[Saved entries]
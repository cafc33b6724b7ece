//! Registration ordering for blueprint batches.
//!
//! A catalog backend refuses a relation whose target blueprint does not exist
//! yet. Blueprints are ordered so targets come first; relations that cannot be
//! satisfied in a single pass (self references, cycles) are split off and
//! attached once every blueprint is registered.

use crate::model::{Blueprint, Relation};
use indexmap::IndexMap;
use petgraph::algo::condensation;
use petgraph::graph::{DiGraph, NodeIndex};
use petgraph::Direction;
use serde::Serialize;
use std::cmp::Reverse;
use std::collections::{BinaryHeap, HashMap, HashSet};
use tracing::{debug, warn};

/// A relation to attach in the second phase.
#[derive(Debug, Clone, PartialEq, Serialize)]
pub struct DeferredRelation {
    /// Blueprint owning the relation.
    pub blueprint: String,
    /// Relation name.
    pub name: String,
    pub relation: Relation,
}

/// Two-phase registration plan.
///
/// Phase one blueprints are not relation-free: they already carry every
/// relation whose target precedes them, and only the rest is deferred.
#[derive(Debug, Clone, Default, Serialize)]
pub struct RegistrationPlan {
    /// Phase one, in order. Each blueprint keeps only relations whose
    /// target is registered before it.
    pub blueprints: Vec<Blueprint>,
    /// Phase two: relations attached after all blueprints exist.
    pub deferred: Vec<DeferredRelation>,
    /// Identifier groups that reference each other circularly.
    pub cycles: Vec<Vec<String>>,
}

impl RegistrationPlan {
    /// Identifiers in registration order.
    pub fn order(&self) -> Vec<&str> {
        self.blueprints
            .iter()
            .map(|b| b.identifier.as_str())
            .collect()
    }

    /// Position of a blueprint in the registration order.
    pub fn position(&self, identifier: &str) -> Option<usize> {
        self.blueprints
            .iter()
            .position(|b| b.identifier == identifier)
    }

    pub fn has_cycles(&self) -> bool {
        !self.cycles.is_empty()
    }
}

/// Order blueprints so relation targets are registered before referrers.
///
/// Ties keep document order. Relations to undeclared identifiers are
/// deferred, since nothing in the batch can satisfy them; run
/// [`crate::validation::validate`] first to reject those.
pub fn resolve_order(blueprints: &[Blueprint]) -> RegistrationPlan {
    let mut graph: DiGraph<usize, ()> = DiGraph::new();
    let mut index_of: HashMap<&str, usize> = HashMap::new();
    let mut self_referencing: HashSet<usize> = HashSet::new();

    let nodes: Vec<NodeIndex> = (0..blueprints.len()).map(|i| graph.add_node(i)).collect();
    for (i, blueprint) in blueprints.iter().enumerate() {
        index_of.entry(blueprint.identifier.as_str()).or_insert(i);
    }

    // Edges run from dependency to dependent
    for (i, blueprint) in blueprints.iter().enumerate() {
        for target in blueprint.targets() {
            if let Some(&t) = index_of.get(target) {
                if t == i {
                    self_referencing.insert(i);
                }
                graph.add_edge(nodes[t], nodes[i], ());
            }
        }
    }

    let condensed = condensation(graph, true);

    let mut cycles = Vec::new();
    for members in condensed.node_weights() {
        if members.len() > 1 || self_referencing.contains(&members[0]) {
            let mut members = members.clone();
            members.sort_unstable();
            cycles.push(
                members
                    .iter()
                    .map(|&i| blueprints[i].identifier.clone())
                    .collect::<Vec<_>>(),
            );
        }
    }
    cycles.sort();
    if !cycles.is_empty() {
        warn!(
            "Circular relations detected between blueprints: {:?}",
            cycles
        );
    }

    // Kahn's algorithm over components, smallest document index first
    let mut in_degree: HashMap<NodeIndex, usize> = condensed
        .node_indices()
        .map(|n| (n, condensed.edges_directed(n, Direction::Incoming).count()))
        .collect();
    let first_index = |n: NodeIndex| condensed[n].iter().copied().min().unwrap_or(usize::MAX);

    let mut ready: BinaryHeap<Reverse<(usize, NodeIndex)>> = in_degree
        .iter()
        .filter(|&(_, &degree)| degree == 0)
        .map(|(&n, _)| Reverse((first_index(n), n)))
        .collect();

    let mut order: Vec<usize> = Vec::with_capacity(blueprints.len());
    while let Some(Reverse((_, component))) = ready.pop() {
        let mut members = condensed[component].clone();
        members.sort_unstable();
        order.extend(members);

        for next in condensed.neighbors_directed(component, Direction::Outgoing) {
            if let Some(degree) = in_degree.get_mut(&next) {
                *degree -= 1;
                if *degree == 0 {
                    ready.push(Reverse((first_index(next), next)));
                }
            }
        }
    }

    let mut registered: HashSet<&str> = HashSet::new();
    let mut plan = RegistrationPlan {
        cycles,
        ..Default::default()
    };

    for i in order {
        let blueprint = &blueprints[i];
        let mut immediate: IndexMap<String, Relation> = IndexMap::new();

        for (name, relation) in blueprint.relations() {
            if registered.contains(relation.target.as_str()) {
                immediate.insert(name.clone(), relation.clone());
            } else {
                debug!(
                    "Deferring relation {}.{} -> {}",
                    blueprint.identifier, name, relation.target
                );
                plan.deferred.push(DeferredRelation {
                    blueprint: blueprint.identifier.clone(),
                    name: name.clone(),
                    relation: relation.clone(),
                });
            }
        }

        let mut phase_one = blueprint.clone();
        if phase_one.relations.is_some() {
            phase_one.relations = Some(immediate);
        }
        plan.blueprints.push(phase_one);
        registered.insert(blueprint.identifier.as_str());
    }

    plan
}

* * *

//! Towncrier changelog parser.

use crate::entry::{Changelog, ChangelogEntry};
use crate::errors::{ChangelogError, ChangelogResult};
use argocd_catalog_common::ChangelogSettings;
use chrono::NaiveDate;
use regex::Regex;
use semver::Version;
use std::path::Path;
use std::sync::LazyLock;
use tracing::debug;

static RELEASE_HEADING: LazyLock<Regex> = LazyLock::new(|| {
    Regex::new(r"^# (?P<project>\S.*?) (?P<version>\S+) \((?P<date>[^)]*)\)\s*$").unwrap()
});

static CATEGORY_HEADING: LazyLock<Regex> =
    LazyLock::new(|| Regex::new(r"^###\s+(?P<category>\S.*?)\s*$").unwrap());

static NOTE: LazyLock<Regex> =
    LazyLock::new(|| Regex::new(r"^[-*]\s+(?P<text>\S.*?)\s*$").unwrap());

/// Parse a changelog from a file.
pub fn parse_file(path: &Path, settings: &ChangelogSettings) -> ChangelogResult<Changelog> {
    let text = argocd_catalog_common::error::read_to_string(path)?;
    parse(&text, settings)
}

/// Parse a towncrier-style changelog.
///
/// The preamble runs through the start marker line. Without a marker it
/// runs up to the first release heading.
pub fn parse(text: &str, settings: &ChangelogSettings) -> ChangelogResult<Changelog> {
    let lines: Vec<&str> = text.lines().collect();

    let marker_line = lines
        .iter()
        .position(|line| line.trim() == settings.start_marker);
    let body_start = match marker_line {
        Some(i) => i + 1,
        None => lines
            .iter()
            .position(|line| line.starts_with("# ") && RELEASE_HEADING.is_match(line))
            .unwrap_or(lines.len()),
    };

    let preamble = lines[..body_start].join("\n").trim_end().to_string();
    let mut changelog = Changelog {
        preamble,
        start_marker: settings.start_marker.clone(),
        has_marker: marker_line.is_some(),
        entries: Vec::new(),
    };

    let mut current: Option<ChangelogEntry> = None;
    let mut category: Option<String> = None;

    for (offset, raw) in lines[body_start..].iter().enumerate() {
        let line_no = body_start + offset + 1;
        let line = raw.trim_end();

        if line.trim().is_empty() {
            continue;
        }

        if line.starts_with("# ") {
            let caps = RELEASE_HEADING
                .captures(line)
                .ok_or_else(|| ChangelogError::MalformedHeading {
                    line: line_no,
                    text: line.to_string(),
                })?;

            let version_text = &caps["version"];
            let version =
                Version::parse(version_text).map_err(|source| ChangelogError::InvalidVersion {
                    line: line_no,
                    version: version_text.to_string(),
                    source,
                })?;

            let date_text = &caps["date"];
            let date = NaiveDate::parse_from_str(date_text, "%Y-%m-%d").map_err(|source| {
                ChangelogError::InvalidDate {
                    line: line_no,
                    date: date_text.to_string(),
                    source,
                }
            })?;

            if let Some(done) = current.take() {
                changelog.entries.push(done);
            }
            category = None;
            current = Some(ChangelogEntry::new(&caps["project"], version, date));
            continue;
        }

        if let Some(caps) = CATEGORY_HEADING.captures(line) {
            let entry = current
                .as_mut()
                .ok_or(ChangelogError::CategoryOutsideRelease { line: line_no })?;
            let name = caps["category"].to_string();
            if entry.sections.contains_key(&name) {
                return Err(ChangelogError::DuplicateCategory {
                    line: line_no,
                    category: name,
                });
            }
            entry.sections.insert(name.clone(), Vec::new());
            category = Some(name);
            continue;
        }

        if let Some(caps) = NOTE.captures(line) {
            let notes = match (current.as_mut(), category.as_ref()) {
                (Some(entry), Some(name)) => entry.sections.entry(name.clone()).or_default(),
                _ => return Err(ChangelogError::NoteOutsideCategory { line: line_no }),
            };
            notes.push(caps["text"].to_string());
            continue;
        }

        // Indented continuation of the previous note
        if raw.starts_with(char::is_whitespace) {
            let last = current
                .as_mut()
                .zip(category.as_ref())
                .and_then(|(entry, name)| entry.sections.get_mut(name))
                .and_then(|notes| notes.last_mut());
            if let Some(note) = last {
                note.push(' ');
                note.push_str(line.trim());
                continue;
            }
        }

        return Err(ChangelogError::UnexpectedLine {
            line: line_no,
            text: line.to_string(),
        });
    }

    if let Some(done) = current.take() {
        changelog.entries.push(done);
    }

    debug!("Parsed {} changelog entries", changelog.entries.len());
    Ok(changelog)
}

==

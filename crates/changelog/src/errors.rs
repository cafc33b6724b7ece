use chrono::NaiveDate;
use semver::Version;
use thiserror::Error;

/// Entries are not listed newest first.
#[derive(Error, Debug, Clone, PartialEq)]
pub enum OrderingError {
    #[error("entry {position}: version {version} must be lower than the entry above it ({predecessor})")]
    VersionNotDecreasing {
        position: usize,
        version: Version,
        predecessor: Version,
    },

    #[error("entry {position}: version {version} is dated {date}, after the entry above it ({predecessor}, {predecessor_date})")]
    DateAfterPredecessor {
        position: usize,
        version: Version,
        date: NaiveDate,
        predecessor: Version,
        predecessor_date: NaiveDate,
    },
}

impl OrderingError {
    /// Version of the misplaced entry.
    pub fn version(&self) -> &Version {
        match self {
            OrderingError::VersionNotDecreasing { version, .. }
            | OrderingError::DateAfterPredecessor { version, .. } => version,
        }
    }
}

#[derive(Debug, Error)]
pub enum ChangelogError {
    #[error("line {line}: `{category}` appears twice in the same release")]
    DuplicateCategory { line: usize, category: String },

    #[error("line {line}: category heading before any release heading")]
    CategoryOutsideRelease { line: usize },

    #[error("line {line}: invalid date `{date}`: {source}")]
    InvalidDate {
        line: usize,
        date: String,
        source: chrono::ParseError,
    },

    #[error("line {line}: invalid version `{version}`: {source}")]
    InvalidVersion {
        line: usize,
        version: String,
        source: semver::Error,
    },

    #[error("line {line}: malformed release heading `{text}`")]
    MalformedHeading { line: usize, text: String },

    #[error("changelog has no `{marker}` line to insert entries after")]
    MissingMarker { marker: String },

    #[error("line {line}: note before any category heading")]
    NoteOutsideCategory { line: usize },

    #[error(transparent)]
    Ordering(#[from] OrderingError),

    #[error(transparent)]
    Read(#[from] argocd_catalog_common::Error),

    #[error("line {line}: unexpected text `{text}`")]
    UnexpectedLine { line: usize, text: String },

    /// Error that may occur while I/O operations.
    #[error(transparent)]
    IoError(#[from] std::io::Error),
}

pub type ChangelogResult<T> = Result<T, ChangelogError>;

EXERCISE BRIEF: Among the records, find each line where the word "captures" occurs, and copy it.

TASK ANSWER:
                .captures(line)
        if let Some(caps) = CATEGORY_HEADING.captures(line) {
        if let Some(caps) = NOTE.captures(line) {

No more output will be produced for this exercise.